Milk was one of the first openly gay candidates elected to public office. He was serving on the San Francisco Board of Supervisors in 1978 when a former political colleague, Dan White, assassinated him and Mayor George Moscone at City
Hall.
In 2016, then-Navy Secretary Ray Mabus decided that six new oilers scheduled to be built would be named after civil and human rights leaders. In addition to Milk, they include Sojourner Truth, Chief Justice Earl Warren, Robert F. Kennedy, suffragist Lucy Stone and Rep.
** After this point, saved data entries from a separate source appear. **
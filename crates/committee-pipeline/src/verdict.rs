//! Final-verdict schema and chair-output parsing
//!
//! The chair round is asked for a bare JSON object, but model output drifts:
//! it may arrive wrapped in prose or markdown fences, and two field-name
//! conventions circulate for the same logical fields. The parser strips any
//! wrapping down to the outermost object and resolves each field through a
//! fixed alias priority list (canonical name first): `verdict` before
//! `recommendation`, `conviction_level` before `conviction`,
//! `key_considerations` before `considerations`, `risks` before
//! `risk_factors`, `synthesis` before `summary`.

use crate::report::AgentRole;
use serde::{Deserialize, Serialize};
use serde_json::Value;
use std::collections::BTreeMap;
use thiserror::Error;

/// The five fixed verdict categories
#[derive(Debug, Clone, Copy, PartialEq, Eq, Serialize, Deserialize)]
#[serde(rename_all = "snake_case")]
pub enum Verdict {
    StrongBuy,
    Buy,
    Hold,
    Sell,
    StrongSell,
}

impl Verdict {
    /// Parse a verdict label, tolerating case, spaces, hyphens, underscores
    pub fn from_label(label: &str) -> Option<Self> {
        let normalized: String = label
            .chars()
            .filter(|c| c.is_ascii_alphanumeric())
            .collect::<String>()
            .to_ascii_lowercase();
        match normalized.as_str() {
            "strongbuy" => Some(Self::StrongBuy),
            "buy" => Some(Self::Buy),
            "hold" | "neutral" => Some(Self::Hold),
            "sell" => Some(Self::Sell),
            "strongsell" => Some(Self::StrongSell),
            _ => None,
        }
    }
}

/// The pipeline's sole externally-visible output
#[derive(Debug, Clone, Serialize, Deserialize)]
pub struct VerdictRecord {
    pub verdict: Verdict,

    /// Conviction on a 1-5 scale
    pub conviction_level: u8,

    /// Short bullet considerations behind the verdict
    pub key_considerations: Vec<String>,

    /// Short risk statements
    pub risks: Vec<String>,

    /// Free-text synthesis of the committee's views
    pub synthesis: String,

    /// Every role's raw output, failure messages included
    pub raw_agent_outputs: BTreeMap<AgentRole, String>,
}

impl VerdictRecord {
    /// The fixed safe default substituted when the chair output is unusable
    pub fn technical_failure() -> Self {
        Self {
            verdict: Verdict::Hold,
            conviction_level: 3,
            key_considerations: Vec::new(),
            risks: Vec::new(),
            synthesis: "Committee synthesis failed for technical reasons; \
                        defaulting to a neutral Hold stance."
                .to_string(),
            raw_agent_outputs: BTreeMap::new(),
        }
    }
}

/// Why a chair reply could not be turned into a [`VerdictRecord`]
#[derive(Debug, Error)]
pub enum VerdictParseError {
    #[error("no JSON object found in chair output")]
    NoJsonObject,

    #[error("invalid JSON in chair output: {0}")]
    InvalidJson(#[from] serde_json::Error),

    #[error("chair output has no usable verdict field")]
    MissingVerdict,
}

/// Parse the chair round's raw text into a normalized record
///
/// `raw_agent_outputs` is left empty; the orchestrator fills it in.
pub fn parse_chair_verdict(raw: &str) -> Result<VerdictRecord, VerdictParseError> {
    let object = extract_json_object(raw).ok_or(VerdictParseError::NoJsonObject)?;
    let value: Value = serde_json::from_str(object)?;

    let verdict = first_field(&value, &["verdict", "recommendation"])
        .and_then(Value::as_str)
        .and_then(Verdict::from_label)
        .ok_or(VerdictParseError::MissingVerdict)?;

    let conviction_level = first_field(&value, &["conviction_level", "conviction"])
        .and_then(as_integer)
        .map_or(3, |n| n.clamp(1, 5) as u8);

    let key_considerations =
        string_list(first_field(&value, &["key_considerations", "considerations"]));
    let risks = string_list(first_field(&value, &["risks", "risk_factors"]));

    let synthesis = first_field(&value, &["synthesis", "summary"])
        .and_then(Value::as_str)
        .unwrap_or_default()
        .to_string();

    Ok(VerdictRecord {
        verdict,
        conviction_level,
        key_considerations,
        risks,
        synthesis,
        raw_agent_outputs: BTreeMap::new(),
    })
}

/// Strip incidental wrapping down to the outermost `{...}` slice
fn extract_json_object(raw: &str) -> Option<&str> {
    let start = raw.find('{')?;
    let end = raw.rfind('}')?;
    (end > start).then(|| &raw[start..=end])
}

/// Return the first present alias, in priority order
fn first_field<'a>(value: &'a Value, aliases: &[&str]) -> Option<&'a Value> {
    aliases.iter().find_map(|key| value.get(key))
}

fn as_integer(value: &Value) -> Option<i64> {
    match value {
        Value::Number(n) => n.as_i64().or_else(|| n.as_f64().map(|f| f.round() as i64)),
        Value::String(s) => s.trim().parse().ok(),
        _ => None,
    }
}

fn string_list(value: Option<&Value>) -> Vec<String> {
    match value {
        Some(Value::Array(items)) => items
            .iter()
            .filter_map(|item| item.as_str().map(str::to_string))
            .collect(),
        // A lone string is accepted as a single-entry list
        Some(Value::String(s)) => vec![s.clone()],
        _ => Vec::new(),
    }
}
John Lewis of Georgia.
Iran nuclear pact: Russia and Iran’s foreign ministers called for the nuclear accord with Tehran to be restored, with Iran saying it was ready to comply if the U.S. doesn’t add additional demands.
Sergei Lavrov and Hossein Amir Abdollahian discussed the Joint Comprehensive Plan of Action by telephone on Saturday, the Russian Foreign Ministry said in a statement, before the latest round of negotiations kick off later this month.
The agreement was signed with Iran in 2015 by the permanent “five” of the U.N. Security Council and
Germany in order to overcome the crisis over Iran’s nuclear program. Former President Donald Trump abandoned the initiative, but his successor, Joe Biden, has promised to revive the agreement.
FBI raid: Federal authorities on Saturday searched the home of James O’Keefe, founder of the conservative group Project Veritas, according to witnesses and people briefed on the matter, a day after O’Keefe acknowledged that the group was under investigation by the Justice Department in connection with a diary reported to have been stolen from Ashley Biden, President Joe Biden’s daughter.
The FBI carried out a court-ordered search of O’Keefe’s apartment in Mamaroneck, New York, early Saturday, after having searched the homes of two associates of O’Keefe on Thursday as part of the investigation.